GPU environnement inforamtion are as follows (output from nvidia-smi
command):
+-----------------------------------------------------------------------------+
| NVIDIA-SMI 460.91.03 Driver Version: 460.91.03 CUDA Version: 11.2 |
|-------------------------------+----------------------+----------------------+
| GPU Name Persistence-M| Bus-Id Disp.A | Volatile Uncorr. ECC |
| Fan Temp Perf Pwr:Usage/Cap| Memory-Usage | GPU-Util Compute M. |
| | | MIG M. |
|===============================+======================+======================|
| 0 Tesla V100S-PCI... On | 00000000:25:00.0 Off | 0 |
| N/A 27C P0 24W / 250W | 4MiB / 32510MiB | 0% Default |
| | | N/A |
+-------------------------------+----------------------+----------------------+
Given we cannot legally share our confidential customer service dataset, we use here a dummy dataset that mimmics the data preparation process and the exact original data structure.

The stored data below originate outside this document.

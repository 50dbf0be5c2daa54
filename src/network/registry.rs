//! Registry of live peer connections

use crate::network::peer::{PeerConnection, PeerId};
use parking_lot::RwLock;
use std::collections::HashMap;
use std::sync::Arc;

/// Thread-safe map of connection id to connection
///
/// The registry owns every registered connection. Callers act on peers
/// through [`get`](Self::get), [`snapshot`](Self::snapshot) and
/// [`remove`](Self::remove) and should not keep the returned handles
/// across a removal.
#[derive(Debug, Default)]
pub struct PeerRegistry {
    peers: RwLock<HashMap<PeerId, Arc<PeerConnection>>>,
}

impl PeerRegistry {
    pub fn new() -> Self {
        Self::default()
    }

    /// Insert a connection under its id
    pub fn add(&self, conn: Arc<PeerConnection>) {
        let id = conn.id();
        self.peers.write().insert(id, conn);
        log::debug!("Registered peer {}", id);
    }

    /// Remove a connection, returning it if it was present
    pub fn remove(&self, id: &PeerId) -> Option<Arc<PeerConnection>> {
        let removed = self.peers.write().remove(id);
        if removed.is_some() {
            log::debug!("Unregistered peer {}", id);
        }
        removed
    }

    pub fn get(&self, id: &PeerId) -> Option<Arc<PeerConnection>> {
        self.peers.read().get(id).cloned()
    }

    pub fn contains(&self, id: &PeerId) -> bool {
        self.peers.read().contains_key(id)
    }

    /// Point-in-time copy of every connection
    pub fn snapshot(&self) -> Vec<Arc<PeerConnection>> {
        self.peers.read().values().cloned().collect()
    }

    /// Snapshot restricted to connections we dialed
    pub fn outbound(&self) -> Vec<Arc<PeerConnection>> {
        self.peers
            .read()
            .values()
            .filter(|conn| conn.is_outbound())
            .cloned()
            .collect()
    }

    /// Empty the registry, handing back what it held
    pub fn drain(&self) -> Vec<Arc<PeerConnection>> {
        self.peers.write().drain().map(|(_, conn)| conn).collect()
    }

    pub fn len(&self) -> usize {
        self.peers.read().len()
    }

    pub fn is_empty(&self) -> bool {
        self.peers.read().is_empty()
    }
}
//! Listener, dialer and routing over the peer registry

use crate::config::NodeConfig;
use crate::network::address::Address;
use crate::network::error::{MeshError, MeshResult};
use crate::network::peer::{
    ConnectionContext, MessageSink, PeerConnection, PeerId, RemovalCallback, SendOutcome,
};
use crate::network::registry::PeerRegistry;
use parking_lot::Mutex;
use std::collections::HashMap;
use std::net::SocketAddr;
use std::sync::Arc;
use tokio::net::TcpListener;
use tokio::task::JoinHandle;
use tokio_util::sync::CancellationToken;

/// Totals of a broadcast
#[derive(Debug, Clone, Copy, Default, PartialEq, Eq)]
pub struct BroadcastReport {
    pub sent: usize,
    pub failed: usize,
}

/// Owns the listener and wires every socket into the registry
pub struct ConnectionManager {
    listen: Address,
    peers: Vec<Address>,
    config: Arc<NodeConfig>,
    registry: Arc<PeerRegistry>,
    on_message: MessageSink,
    local_addr: Mutex<Option<SocketAddr>>,
    accept_task: Mutex<Option<JoinHandle<()>>>,
    dial_tasks: Mutex<Vec<JoinHandle<()>>>,
}

impl ConnectionManager {
    pub fn new(
        listen: Address,
        peers: Vec<Address>,
        config: Arc<NodeConfig>,
        on_message: MessageSink,
    ) -> Self {
        Self {
            listen,
            peers,
            config,
            registry: Arc::new(PeerRegistry::new()),
            on_message,
            local_addr: Mutex::new(None),
            accept_task: Mutex::new(None),
            dial_tasks: Mutex::new(Vec::new()),
        }
    }

    pub fn registry(&self) -> &Arc<PeerRegistry> {
        &self.registry
    }

    /// Bound listener address while accepting
    pub fn local_addr(&self) -> Option<SocketAddr> {
        *self.local_addr.lock()
    }

    /// Bind the listener, then accept and dial until `cancel` fires
    ///
    /// A bind failure is returned as [`MeshError::Configuration`] and
    /// nothing is started.
    pub async fn start(&self, cancel: CancellationToken) -> MeshResult<SocketAddr> {
        let logger = &self.config.logger;

        let listener = match TcpListener::bind((self.listen.host(), self.listen.port())).await {
            Ok(listener) => listener,
            Err(e) => {
                logger.error("Failed to start listener", &e);
                return Err(MeshError::Configuration(format!(
                    "failed to bind {}: {}",
                    self.listen, e
                )));
            }
        };
        let local = listener.local_addr()?;
        *self.local_addr.lock() = Some(local);
        logger.message(&format!("Listener at {} has started...", self.listen));

        let ctx = self.context(cancel.clone());

        let mut dials = Vec::with_capacity(self.peers.len());
        for address in &self.peers {
            let address = address.clone();
            let ctx = ctx.clone();
            let registry = self.registry.clone();
            dials.push(tokio::spawn(async move {
                // Failures are logged by the dialer.
                if let Ok(conn) = PeerConnection::connect(address, ctx.clone()).await {
                    register(&registry, conn, &ctx.cancel).await;
                }
            }));
        }
        *self.dial_tasks.lock() = dials;

        let handle = tokio::spawn(accept_loop(
            listener,
            ctx,
            self.registry.clone(),
            cancel,
        ));
        *self.accept_task.lock() = Some(handle);

        Ok(local)
    }

    /// Wait for the dialers and the accept loop to finish their teardown
    pub async fn join(&self) {
        let dials = std::mem::take(&mut *self.dial_tasks.lock());
        for handle in dials {
            if let Err(e) = handle.await {
                log::warn!("Dial task ended abnormally: {}", e);
            }
        }

        let handle = self.accept_task.lock().take();
        if let Some(handle) = handle {
            if let Err(e) = handle.await {
                log::warn!("Accept loop ended abnormally: {}", e);
            }
        }
        *self.local_addr.lock() = None;
    }

    /// Send to one peer, failing with `PeerNotFound` for an unknown id
    pub async fn send_to_one(&self, id: PeerId, payload: &[u8]) -> MeshResult<SendOutcome> {
        let conn = self
            .registry
            .get(&id)
            .ok_or(MeshError::PeerNotFound(id))?;
        conn.send(payload).await
    }

    /// Best-effort send to every registered peer
    ///
    /// Only an oversized payload fails the call, and it does so before any
    /// peer is written to.
    pub async fn send_to_all(&self, payload: &[u8]) -> MeshResult<BroadcastReport> {
        let mut report = BroadcastReport::default();

        for conn in self.registry.snapshot() {
            match conn.send(payload).await {
                Ok(SendOutcome::Sent) => report.sent += 1,
                Ok(_) => report.failed += 1,
                Err(e) if e.is_protocol() => return Err(e),
                Err(e) => {
                    self.config
                        .logger
                        .error(&format!("Broadcast to peer {} failed", conn.id()), &e);
                    report.failed += 1;
                }
            }
        }

        Ok(report)
    }

    /// Remove and tear down one connection; unknown ids are ignored
    pub async fn remove_client(&self, id: PeerId) {
        match self.registry.remove(&id) {
            Some(conn) => conn.close().await,
            None => log::debug!("remove_client: no peer {}", id),
        }
    }

    /// Ids and addresses of the peers this node dialed
    pub fn peers(&self) -> HashMap<PeerId, Address> {
        self.registry
            .outbound()
            .into_iter()
            .filter_map(|conn| conn.address().cloned().map(|addr| (conn.id(), addr)))
            .collect()
    }

    fn context(&self, cancel: CancellationToken) -> ConnectionContext {
        let registry = Arc::downgrade(&self.registry);
        let on_removed: RemovalCallback = Arc::new(move |id| {
            if let Some(registry) = registry.upgrade() {
                registry.remove(&id);
            }
        });

        ConnectionContext {
            config: self.config.clone(),
            cancel,
            on_message: self.on_message.clone(),
            on_removed,
        }
    }
}

/// Add a fresh connection unless it died or the node stopped meanwhile
async fn register(registry: &PeerRegistry, conn: Arc<PeerConnection>, cancel: &CancellationToken) {
    registry.add(conn.clone());
    if cancel.is_cancelled() || conn.is_closed() {
        registry.remove(&conn.id());
        conn.close().await;
    }
}

async fn accept_loop(
    listener: TcpListener,
    ctx: ConnectionContext,
    registry: Arc<PeerRegistry>,
    cancel: CancellationToken,
) {
    let logger = ctx.config.logger.clone();

    loop {
        let accepted = tokio::select! {
            biased;
            _ = cancel.cancelled() => break,
            accepted = listener.accept() => accepted,
        };

        match accepted {
            Ok((stream, from)) => {
                log::debug!("Incoming connection from {}", from);
                let conn = PeerConnection::accept(stream, ctx.clone());
                register(&registry, conn, &cancel).await;
            }
            Err(e) => {
                logger.error("Accept error", &e);
                tokio::select! {
                    _ = cancel.cancelled() => break,
                    _ = tokio::time::sleep(ctx.config.poll_interval) => {}
                }
            }
        }
    }

    drop(listener);
    for conn in registry.drain() {
        conn.close().await;
    }
    logger.message("Server has stopped.");
}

The code structure leverages PyTorch Lightning to obtain pseudo scripts dedicated to specific experiments. We will improve it to remove unecessary repetitions later on (a bit of factorization is needed).
Even though, the standard organization is a CustomDataModule
class to deal with dataset related info, and a PLBert
class to deal with model building.
The folder is organized as follows:
.
├── dapt_mlm.py ==> DAPT STEP 1
├── dapt_satisfaction_ft.py ==> DAPT STEP 2 ON SATISFACTION
├── dapt_status_ft.py == DAPT STEP 2 ON EITHER PC OR STATUS TASKS
├── data ==> DIRECTORY FOR INPUT DATA
│ ├── dummy_dataset.json ==> DUMMY DATASET
│ └── generate_fake_dataset.py ==> DUMMY DATASET GENERATOR AND PREPROCESSING
├── dataset_utils ==> UTILITARIES FOR DATASET HANDLING
│ ├── categories_sampler.py ==> SAMPLER BY CATEGORIES (FOR BALANCED DISTRIBUTION)
│ ├── custom_dataset.py
│ ├── episodic_sampler.py ==> EPISODIC SAMPLER AS TACKLED IN THE PAPER
│ └── imbalanced_sampler.py ==> IMBALANCED SAMPLER USED TO REPORT THE RESULTS IN THE PAPER
├── README.md
├── requirements.txt ==> PYTHON ENVIRONNEMENT
├── runs.sh ==> MAIN START FILE TO RUN THE EXPERIMENTS
├── speaker_role_pretraining.py ==> TAFT OR TAPT STEP 1
├── taft_target_finetuning.py ==> TAFT STEP 2 WITH MULTITASK FINETUNING OF THE ADAPTIVE LAYER
└── utils.py
3 directories, 18 files
Commands lines dedicated to each experiments with sections are provided in the runs.sh
Bash script. You only need to comment the commands you do not want to try.
Each command is linked with a comment explaining the dedicated step from Figure 1 in the paper.
bash runs.sh